PCL (Point Cloud Library)[1] is a standalone open-source framework including numerous state of the art algorithms for n-dimensional point clouds and 3D geometry processing. The library contains algorithms for filtering, feature estimation, surface reconstruction, registration, model fitting, and segmentation. PCL is developed by a large consortium of researchers and engineers around the world. It is written in C++ and released under the BSD license. These algorithms can be used, for example, for perception in robotics to filter outliers from noisy data, stitch 3D point clouds together, segment relevant parts of a scene, extract keypoints and compute descriptors to recognize objects in the world based on their geometric appearance, and create surfaces from point clouds and visualize them.[2]


The development of the Point Cloud Library started in March 2010 at Willow Garage. The project initially resided on a sub domain of Willow Garage then moved to a new website www.pointclouds.org in March 2011.[3] PCL's first official release (Version 1.0) was released two months later in May 2011.[4]


PCL is split into a number of modular libraries.[5] The most important set of released PCL modules is shown below:


Noise removal is an example of a filter presented in PCL. Due to measurement errors, certain datasets present a large number of shadow points. This complicates the estimation of local point cloud 3D features. Some of these outliers can be filtered by performing a statistical analysis on each point’s neighborhood, and trimming those that do not meet a certain criteria. The sparse outlier removal implementation in PCL is based on the computation of the distribution of point to neighbor distances in the input dataset. For each point, the mean distance from it to all its neighbors is computed. By assuming that the resulting distribution is Gaussian with a mean and a standard deviation, all points whose mean distances are outside an interval defined by the global distances mean and standard deviation can be considered as outliers and trimmed from the dataset.


The features library contains data structures and mechanisms for 3D feature estimation from point cloud data. 3D features are representations at certain 3D points, or positions, in space, which describe geometrical patterns based on the information available around the point. The data space selected around the query point is usually referred to as the k-neighborhood. Two of the most widely used geometric point features are the underlying surface’s estimated curvature and normal at a query point p. Both of them are considered local features, as they characterize a point using the information provided by its k closest point neighbors. For determining these neighbors efficiently, the input dataset is usually split into smaller chunks using spatial decomposition techniques such as octrees or kD-trees, and then closest point searches are performed in that space. Depending on the application one can opt for either determining a fixed number of k points in the vicinity of p, or all points which are found inside of a sphere of radius r centered at p. One the easiest methods for estimating the surface normals and curvature changes at a point p is to perform an eigendecomposition (i.e., compute the eigenvectors and eigenvalues) of the k-neighborhood point surface patch.

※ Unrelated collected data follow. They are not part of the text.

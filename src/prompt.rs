//! Instruction text sent to the generation model.
//!
//! The template fixes the hard constraints of the transformation. User text is
//! appended verbatim as an additional-instructions suffix when present. The
//! output depends on nothing but the input.

/// Fixed transformation instructions.
pub const SYSTEM_TEMPLATE: &str = "\
Transform the person(s) in this image into a warm Christmas/holiday scene while preserving all faces exactly as in the original (no changes to facial features, expressions, or identity) and keeping their original poses.

GUIDELINES:
Add warm, ambient Christmas lighting (soft, 2700-3200K).

- Background: If the background is visible and defined, DO NOT replace it. Instead, decorate the existing environment by naturally integrating Christmas elements such as garlands on walls, hanging Christmas lights, ornaments on visible surfaces, stockings on fireplaces (if present), candles, or small festive decorations that complement the original space. Only if the background is unclear, blurred, or undefined, then replace it with an appropriate Christmas scene.

- Dressing: Dress the people in festive Christmas attire (Santa hat, Christmas sweater, plaid scarf, red/green holiday clothing) ensuring the outfits appear natural. Maintain original composition and proportions; avoid altering facial structure. The final result should show the original space enhanced with Christmas decorations rather than completely transformed.

- Eyes: The eyes must remain EXACTLY identical to the original photo.
";

/// Label introducing the caller's free text.
pub const USER_PROMPT_LABEL: &str = "Additional user prompt: ";

/// Build the instruction text for `user_prompt`.
///
/// An empty prompt adds nothing; any other text is appended as given.
pub fn compose(user_prompt: &str) -> String {
    if user_prompt.is_empty() {
        return SYSTEM_TEMPLATE.to_string();
    }

    let mut text = String::from(SYSTEM_TEMPLATE);
    text.push('\n');
    text.push_str(USER_PROMPT_LABEL);
    text.push_str(user_prompt);
    text.push('\n');
    text
}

The keypoints library contains implementations of two point cloud keypoint detection algorithms. Keypoints (also referred to as interest points) are points in an image or point cloud that are stable, distinctive, and can be identified using a well-defined detection criterion. Typically, the number of interest points in a point cloud will be much smaller than the total number of points in the cloud, and when used in combination with local feature descriptors at each keypoint, the keypoints and descriptors can be used to form a compact, yet descriptive, representation of the original data.


Combining several datasets into a global consistent model is usually performed using a technique called point set registration. The key idea is to identify corresponding points between the data sets and find a transformation that minimizes the distance (alignment error) between corresponding points. This process is repeated, since correspondence search is affected by the relative position and orientation of the data sets. Once the alignment errors fall below a given threshold, the registration is said to be complete. The registration library implements a plethora of point cloud registration algorithms for both organized and unorganized (general purpose) datasets. For instance, PCL contains a set of powerful algorithms that allow the estimation of multiple sets of correspondences, as well as methods for rejecting bad correspondences, and estimating transformations in a robust manner.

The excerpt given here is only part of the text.